Infection in dogs is prevalent in Central and South America, the Middle East, Asia, and the Mediterranean region. The disease is found in Foxhounds in North America. Isolated cases are diagnosed around the world in animals that have visited areas where the disease is well established.

A dog with leishmaniasis will often have bald patches and shedding with dry skin.

Leishmaniosis can be transmitted from dogs to people. Humans most frequently catch this disease when they are bitten by a sand fly or other insect that has previously bitten an infected animal or human. While there are only a very few human or animal cases in the US each year, worldwide there are about 1.5 million cases of cutaneous leishmaniosis and 500,000 cases of visceral leishmaniosis a year. Most human cases of visceral leishmaniosis are reported in India, Bangladesh, Nepal, Sudan, and Brazil.

The incubation period is quite variable, ranging from 3 months to several years. The signs vary but may include skin lesions, weight loss, poor appetite, local or generalized disease of the lymph nodes, eye lesions, kidney failure, nosebleed, lameness, and anemia. Occasionally, some dogs have chronic diarrhea or liver failure. The most common skin lesions are areas of baldness with severe dry skin shedding, usually beginning on the head and extending to the rest of the body. Other animals develop chronic ulceration, located particularly on the head and limbs. The signs invariably progress slowly.

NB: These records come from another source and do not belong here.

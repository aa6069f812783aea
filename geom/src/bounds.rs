use aabb_quadtree::geom::{Point, Rect};
use serde::{Deserialize, Serialize};

use crate::{Distance, Pt2D};

/// An axis-aligned bounding box in world space.
#[derive(Clone, Debug, Serialize, Deserialize, PartialEq)]
pub struct Bounds {
    pub min_x: f64,
    pub min_y: f64,
    pub max_x: f64,
    pub max_y: f64,
}

impl Default for Bounds {
    fn default() -> Self {
        Self::new()
    }
}

impl Bounds {
    /// A boundary including no points.
    pub fn new() -> Bounds {
        Bounds {
            min_x: f64::MAX,
            min_y: f64::MAX,
            max_x: f64::MIN,
            max_y: f64::MIN,
        }
    }

    pub fn from(pts: &[Pt2D]) -> Bounds {
        let mut b = Bounds::new();
        for pt in pts {
            b.update(*pt);
        }
        b
    }

    pub fn update(&mut self, pt: Pt2D) {
        self.min_x = self.min_x.min(pt.x());
        self.max_x = self.max_x.max(pt.x());
        self.min_y = self.min_y.min(pt.y());
        self.max_y = self.max_y.max(pt.y());
    }

    pub fn union(&mut self, other: Bounds) {
        self.update(Pt2D::new(other.min_x, other.min_y));
        self.update(Pt2D::new(other.max_x, other.max_y));
    }

    pub fn is_empty(&self) -> bool {
        self.min_x > self.max_x || self.min_y > self.max_y
    }

    /// Grows the box by some amount in every direction.
    pub fn buffer(&mut self, amount: Distance) {
        let d = amount.inner_meters();
        self.min_x -= d;
        self.min_y -= d;
        self.max_x += d;
        self.max_y += d;
    }

    pub fn contains(&self, pt: Pt2D) -> bool {
        pt.x() >= self.min_x && pt.x() <= self.max_x && pt.y() >= self.min_y && pt.y() <= self.max_y
    }

    pub fn overlaps(&self, other: &Bounds) -> bool {
        self.min_x <= other.max_x
            && other.min_x <= self.max_x
            && self.min_y <= other.max_y
            && other.min_y <= self.max_y
    }

    pub fn as_bbox(&self) -> Rect {
        Rect {
            top_left: Point {
                x: self.min_x as f32,
                y: self.min_y as f32,
            },
            bottom_right: Point {
                x: self.max_x as f32,
                y: self.max_y as f32,
            },
        }
    }

    pub fn center(&self) -> Pt2D {
        Pt2D::new(
            self.min_x + (self.max_x - self.min_x) / 2.0,
            self.min_y + (self.max_y - self.min_y) / 2.0,
        )
    }
}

The most reliable diagnostic test for canine leishmaniasis is direct observation of the parasite in bone marrow or lymph node smears. If your veterinarian suspects leishmaniosis, samples of bone marrow or fluid from the lymph nodes will be taken to confirm the diagnosis.

Drug treatment is available for dogs with visceral leishmaniosis and may last up to 6 months. Relapses after treatment are common. In areas where the disease is common, rapid treatment of infected dogs, control of stray and homeless dogs, and control of sand flies are recommended. At present, there is no effective vaccine.